È così che impariamo, fallendo e sentendoci sciocchi in modo da poter vedere più chiaramente attraverso la lente del fallimento. “O felice colpa”, come canteremo alla Veglia Pasquale tra poche settimane. La famosa citazione di Samuel Beckett sul fallimento stesso spesso non viene compresa. Potrebbe essere il nostro koan quaresimale:
Ho provato. Ho fallito. Non importa. Fallisci ancora. Fallisci meglio.
Può sembrare come un motto di un oratore motivazionale che solletica l’ego, una chiamata “macho” al trionfo, dicendo che se non ti arrendi, alla fine batterai tutti e avrai brillantemente successo. La visione di Beckett dopo la seconda guerra mondiale era più oscura di questa. Dopo i catastrofici fallimenti della civiltà occidentale ad essere civilizzata, la vita gli sembrava una tragicommedia che terminava con l’inevitabile fallimento del corpo e della mente nella morte. Tra poche settimane il Venerdì Santo sosterrà questa visione.

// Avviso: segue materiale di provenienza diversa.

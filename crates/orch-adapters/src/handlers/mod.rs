//! Handlers de nodos de sistema.

pub mod importer;
pub mod resolver;

use orch_core::{LaunchError, NodeSpec, PropertyValue};

/// Lee un parámetro string obligatorio del spec del nodo.
fn str_param(node: &NodeSpec, name: &str) -> Result<String, LaunchError> {
    match node.parameters.get(name) {
        Some(PropertyValue::Str(s)) => Ok(s.clone()),
        _ => Err(LaunchError::Internal(format!("node '{}' requires string parameter '{}'", node.id, name))),
    }
}
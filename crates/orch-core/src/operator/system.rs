//! Handlers de nodos de sistema.
//!
//! Camino alterno de ejecución para nodos cuya semántica conoce por completo
//! el orquestador (p.ej. importación o resolución pura de metadatos). Un
//! nodo de sistema nunca pasa por driver, cache ni executor: el handler es
//! dueño del protocolo completo, incluido decidir si registra ejecución.
//! La conexión de metadatos llega por parámetro en cada `run`, de modo que
//! un mismo handler sirve a cualquier store.

use std::collections::HashMap;
use std::sync::Arc;

use crate::errors::LaunchError;
use crate::metadata::{MetadataHandle, MetadataStore};
use crate::model::{Execution, NodeSpec, PipelineInfo, RuntimeSpec};

pub trait SystemNodeHandler<M: MetadataStore>: Send + Sync {
    /// Ejecuta el nodo de sistema contra la conexión recibida. `None` si el
    /// handler eligió no registrar ejecución alguna.
    fn run(&self,
           metadata: &MetadataHandle<M>,
           node: &NodeSpec,
           pipeline: &PipelineInfo,
           runtime: &RuntimeSpec)
           -> Result<Option<Execution>, LaunchError>;
}

/// Registry nombre-de-tipo-de-nodo → handler compartido.
pub struct SystemHandlerRegistry<M: MetadataStore> {
    handlers: HashMap<String, Arc<dyn SystemNodeHandler<M>>>,
}

impl<M: MetadataStore> Default for SystemHandlerRegistry<M> {
    fn default() -> Self {
        Self { handlers: HashMap::new() }
    }
}

impl<M: MetadataStore> SystemHandlerRegistry<M> {
    pub fn new() -> Self {
        Self::default()
    }

    pub fn register(&mut self,
                    type_name: impl Into<String>,
                    handler: Arc<dyn SystemNodeHandler<M>>) {
        self.handlers.insert(type_name.into(), handler);
    }

    pub fn lookup(&self, type_name: &str) -> Option<Arc<dyn SystemNodeHandler<M>>> {
        self.handlers.get(type_name).cloned()
    }
}
//! orch-core: protocolo de lanzamiento de nodos de pipeline
pub mod cache;
pub mod constants;
pub mod errors;
pub mod hashing;
pub mod inputs;
pub mod launcher;
pub mod metadata;
pub mod model;
pub mod operator;
pub mod outputs;

pub use errors::LaunchError;
pub use launcher::Launcher;
pub use metadata::{ContextRef, InMemoryMetadataStore, MetadataHandle, MetadataStore};
pub use model::{Artifact, ArtifactState, ContextSpec, DriverOutput, ExecutableSpec, Execution,
                ExecutionInfo, ExecutionState, ExecutorResult, InputSpec, NodeSpec, OutputSpec,
                PipelineInfo, PropertyValue, RuntimeSpec};
pub use operator::{DriverOperator, DriverRegistry, ExecutorOperator, ExecutorRegistry, NoOpDriver,
                   SystemHandlerRegistry, SystemNodeHandler};
pub use outputs::OutputResolver;
//! Output Resolver: ubicaciones de outputs y directorios de trabajo.
//!
//! Todas las rutas se derivan determinísticamente de la identidad
//! pipeline/run/execution, de modo que reintentar el mismo execution id es
//! idempotente. La creación de directorios de output se difiere hasta que el
//! launcher confirma que la ejecución es necesaria (`make_output_dirs`).
//!
//! Disposición bajo `base_dir`:
//! ```text
//! <base>/<pipeline>/<node>/<output_key>/<execution_id>/   # URI de artifact
//! <base>/<pipeline>/<node>/.system/stateful_working_dir/<run_id>/
//! <base>/<pipeline>/<node>/.system/executor_execution/<execution_id>/.temp/
//! <base>/<pipeline>/<node>/.system/executor_execution/<execution_id>/executor_output.json
//! <base>/<pipeline>/<node>/.system/driver_execution/driver_output.json
//! ```

use log::debug;
use serde_json::json;
use std::collections::BTreeMap;
use std::fs;
use std::path::{Path, PathBuf};

use crate::errors::LaunchError;
use crate::model::{Artifact, NodeSpec, OutputSpec, PipelineInfo, RuntimeSpec};

pub struct OutputResolver {
    node_id: String,
    node_outputs: BTreeMap<String, OutputSpec>,
    pipeline_name: String,
    run_id: String,
    base_dir: PathBuf,
}

impl OutputResolver {
    pub fn new(node: &NodeSpec, pipeline: &PipelineInfo, runtime: &RuntimeSpec) -> Self {
        Self { node_id: node.id.clone(),
               node_outputs: node.outputs.clone(),
               pipeline_name: pipeline.name.clone(),
               run_id: runtime.run_id.clone(),
               base_dir: runtime.base_dir.clone() }
    }

    fn node_dir(&self) -> PathBuf {
        self.base_dir.join(&self.pipeline_name).join(&self.node_id)
    }

    fn system_dir(&self) -> PathBuf {
        self.node_dir().join(".system")
    }

    /// Placeholders `Pending` por clave de output declarada. Sin efectos de
    /// filesystem: las URIs sólo se calculan. Mismo execution id ⇒ mismas
    /// URIs (idempotencia de reintento).
    pub fn generate_output_artifacts(&self, execution_id: i64) -> BTreeMap<String, Vec<Artifact>> {
        self.node_outputs
            .iter()
            .map(|(key, spec)| {
                let uri = self.node_dir().join(key).join(execution_id.to_string());
                let artifact = Artifact::pending(&spec.artifact_type,
                                                 uri.to_string_lossy().to_string(),
                                                 json!({
                                                     "producer_node": self.node_id,
                                                     "output_key": key,
                                                 }));
                (key.clone(), vec![artifact])
            })
            .collect()
    }

    /// URI donde el executor puede dejar su resultado estructurado.
    pub fn executor_output_uri(&self, execution_id: i64) -> String {
        self.system_dir()
            .join("executor_execution")
            .join(execution_id.to_string())
            .join("executor_output.json")
            .to_string_lossy()
            .to_string()
    }

    /// URI dedicada para la salida estructurada del driver.
    pub fn driver_output_uri(&self) -> String {
        self.system_dir()
            .join("driver_execution")
            .join("driver_output.json")
            .to_string_lossy()
            .to_string()
    }

    /// Directorio stateful, estable entre reintentos del mismo run (permite
    /// resumir progreso tras un fallo). Se crea si no existe.
    pub fn stateful_working_dir(&self) -> Result<PathBuf, LaunchError> {
        let dir = self.system_dir().join("stateful_working_dir").join(&self.run_id);
        fs::create_dir_all(&dir)?;
        Ok(dir)
    }

    /// Directorio temporal por intento. Seguro de borrar al terminar.
    pub fn make_tmp_dir(&self, execution_id: i64) -> Result<PathBuf, LaunchError> {
        let dir = self.system_dir()
                      .join("executor_execution")
                      .join(execution_id.to_string())
                      .join(".temp");
        fs::create_dir_all(&dir)?;
        Ok(dir)
    }

    /// Crea los directorios de output justo antes de ejecutar.
    pub fn make_output_dirs(outputs: &BTreeMap<String, Vec<Artifact>>) -> Result<(), LaunchError> {
        for artifacts in outputs.values() {
            for artifact in artifacts {
                fs::create_dir_all(&artifact.uri)?;
            }
        }
        Ok(())
    }

    /// Rollback: elimina los directorios de output del intento fallido.
    pub fn remove_output_dirs(outputs: &BTreeMap<String, Vec<Artifact>>) -> Result<(), LaunchError> {
        for artifacts in outputs.values() {
            for artifact in artifacts {
                debug!("removing output dir {}", artifact.uri);
                remove_dir_if_exists(Path::new(&artifact.uri))?;
            }
        }
        Ok(())
    }

    /// Limpieza post-éxito: el progreso stateful ya no se necesita.
    pub fn remove_stateful_working_dir(dir: &Path) -> Result<(), LaunchError> {
        remove_dir_if_exists(dir)
    }

    /// Limpieza incondicional del directorio temporal del intento.
    pub fn remove_tmp_dir(dir: &Path) -> Result<(), LaunchError> {
        remove_dir_if_exists(dir)
    }
}

fn remove_dir_if_exists(dir: &Path) -> Result<(), LaunchError> {
    match fs::remove_dir_all(dir) {
        Ok(()) => Ok(()),
        Err(e) if e.kind() == std::io::ErrorKind::NotFound => Ok(()),
        Err(e) => Err(e.into()),
    }
}
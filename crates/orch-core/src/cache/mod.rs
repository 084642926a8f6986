//! Cache Coordinator: fingerprint de ejecución y reutilización de outputs.
//!
//! El fingerprint es una función pura de {executable, inputs resueltos,
//! outputs declarados, parámetros}:
//! - independiente del orden de claves (mapas canonicalizados),
//! - dependiente del orden posicional de artifacts dentro de una clave,
//! - independiente de las URIs de output (incluyen el execution id y
//!   romperían el matching entre ejecuciones).
//!
//! El contexto de cache se materializa en el store y se anexa a los
//! contextos de la ejecución haya hit o no, para que el linaje registre
//! siempre qué bucket se consultó.

use serde_json::{json, Value};
use std::collections::BTreeMap;

use crate::constants::LAUNCHER_VERSION;
use crate::hashing::hash_value;
use crate::model::{Artifact, ExecutableSpec, PropertyValue};

/// Deriva el fingerprint de cache de un intento de ejecución.
pub fn execution_fingerprint(executable: Option<&ExecutableSpec>,
                             inputs: &BTreeMap<String, Vec<Artifact>>,
                             outputs: &BTreeMap<String, Vec<Artifact>>,
                             parameters: &BTreeMap<String, PropertyValue>)
                             -> String {
    let input_ids: BTreeMap<&str, Vec<String>> =
        inputs.iter()
              .map(|(k, arts)| (k.as_str(), arts.iter().map(|a| a.identity()).collect()))
              .collect();
    let output_types: BTreeMap<&str, Vec<&str>> =
        outputs.iter()
               .map(|(k, arts)| (k.as_str(), arts.iter().map(|a| a.type_name.as_str()).collect()))
               .collect();
    let params: BTreeMap<&str, Value> = parameters.iter().map(|(k, v)| (k.as_str(), v.as_json())).collect();

    hash_value(&json!({
        "launcher_version": LAUNCHER_VERSION,
        "executable": executable,
        "inputs": input_ids,
        "outputs": output_types,
        "parameters": params,
    }))
}
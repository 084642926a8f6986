//! Bundle transitorio por intento de ejecución.

use std::collections::BTreeMap;
use std::path::PathBuf;

use super::{Artifact, PropertyValue};

/// Valor inmutable construido fresco por intento y pasado por referencia a
/// driver y executor. Nunca se persiste: se descarta tras la limpieza.
///
/// Para la fase de driver, `stateful_working_dir` y `tmp_dir` van vacíos (el
/// driver corre antes de decidir si la ejecución es necesaria).
#[derive(Debug, Clone)]
pub struct ExecutionInfo {
    pub execution_id: i64,
    pub inputs: BTreeMap<String, Vec<Artifact>>,
    pub outputs: BTreeMap<String, Vec<Artifact>>,
    pub exec_properties: BTreeMap<String, PropertyValue>,
    /// URI dedicada donde el operator puede escribir su resultado
    /// estructurado.
    pub execution_output_uri: String,
    /// Directorio estable entre reintentos del mismo execution id (resume de
    /// progreso tras un fallo).
    pub stateful_working_dir: PathBuf,
    /// Directorio temporal por intento; borrable siempre al terminar.
    pub tmp_dir: PathBuf,
    pub pipeline_run_id: String,
}
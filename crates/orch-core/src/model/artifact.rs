//! Artifact: unidad de datos tipada y direccionada por URI.
//!
//! Propiedad y ciclo de vida:
//! - Los outputs nacen `Pending` (URI asignada, sin datos garantizados) antes
//!   de ejecutar, y se "sellan" (`Live` + fingerprint) sólo cuando la
//!   ejecución productora publica éxito.
//! - Los inputs son siempre artifacts `Live` preexistentes de ejecuciones
//!   upstream; el launcher nunca los muta.
//! - `properties` anota información auxiliar (nodo productor, clave de
//!   output) que no entra al fingerprint.

use serde::{Deserialize, Serialize};
use serde_json::Value;

/// Estado del artifact en el store de metadatos.
#[derive(Debug, Clone, Copy, PartialEq, Eq, Serialize, Deserialize)]
pub enum ArtifactState {
    /// Creado con URI asignada; la ejecución productora aún no publicó.
    Pending,
    /// Sellado: hecho histórico inmutable, visible para resolución de inputs.
    Live,
}

#[derive(Debug, Clone, PartialEq, Serialize, Deserialize)]
pub struct Artifact {
    /// Id asignado por el store al publicar. `None` mientras es placeholder.
    pub id: Option<i64>,
    pub type_name: String,
    pub uri: String,
    pub state: ArtifactState,
    /// Propiedad final asignada al sellar (clave de deduplicación/cache).
    pub fingerprint: Option<String>,
    pub properties: Value,
}

impl Artifact {
    /// Placeholder `Pending` para un output aún no producido.
    pub fn pending(type_name: impl Into<String>, uri: impl Into<String>, properties: Value) -> Self {
        Self { id: None,
               type_name: type_name.into(),
               uri: uri.into(),
               state: ArtifactState::Pending,
               fingerprint: None,
               properties }
    }

    /// Identidad estable del artifact para el fingerprint de cache: id del
    /// store si existe, URI en su defecto.
    pub fn identity(&self) -> String {
        match self.id {
            Some(id) => id.to_string(),
            None => self.uri.clone(),
        }
    }
}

La nostra regressione negli ultimi anni in una cultura politica dell’inganno e della violenza brutale mostra che il peccato ritorna sempre. Il fallimento è un compagno costante, quindi non fidarti dell’orgoglio che accompagna il successo. Tuttavia, anche in questa visione oscura, o forse solo in essa, c’è un’inestinguibile luce di speranza.
Ritornare al presente la ripristinerà sempre. Come hanno detto Maria e Albert, i nostri coordinatori in Ucraina, “Siamo in guerra. Adesso è il momento di meditare”. La mente contemplativa scoraggiata dal fallimento viene riattivata dalla contemplazione. Vedendo ciò, comprendiamo il ruolo necessario che la saggezza e la pratica contemplativa giocano in tutte le vicende umane. Per quanto falliamo nella meditazione, essa ci porta più in profondità. In primo luogo, ci consente di rispondere invece di reagire ciecamente. Ricordatevi come senza sforzo (o con la minima pressione) la porta si apre quando è invitata a farlo secondo la sua vera natura. Quanto invece sembra resistente e negativa quando usiamo la forza innaturale.
È come suonare il gong durante la meditazione. Alcune persone si avventano sulla campana tibetana come se fosse una chiamata alla battaglia. C’è un video di 15 minuti che mostra un monaco zen che mostra gentilmente come “invitare la campana a suonare”. La nonviolenza nelle nostre vite personali – e ovunque e in ogni momento – inizia con il modo in cui preghiamo. Il modo in cui preghiamo è come siamo (che lo si chiami “preghiera” o meno). Stiamo spingendo contro la porta di Dio, opponendo la nostra volontà e identità contro la Sua o stiamo permettendo alla porta della metanoia di aprirsi dolcemente?
Il punto ottimale che si trova tra lo spingere e il tirare è l’immobilità del presente.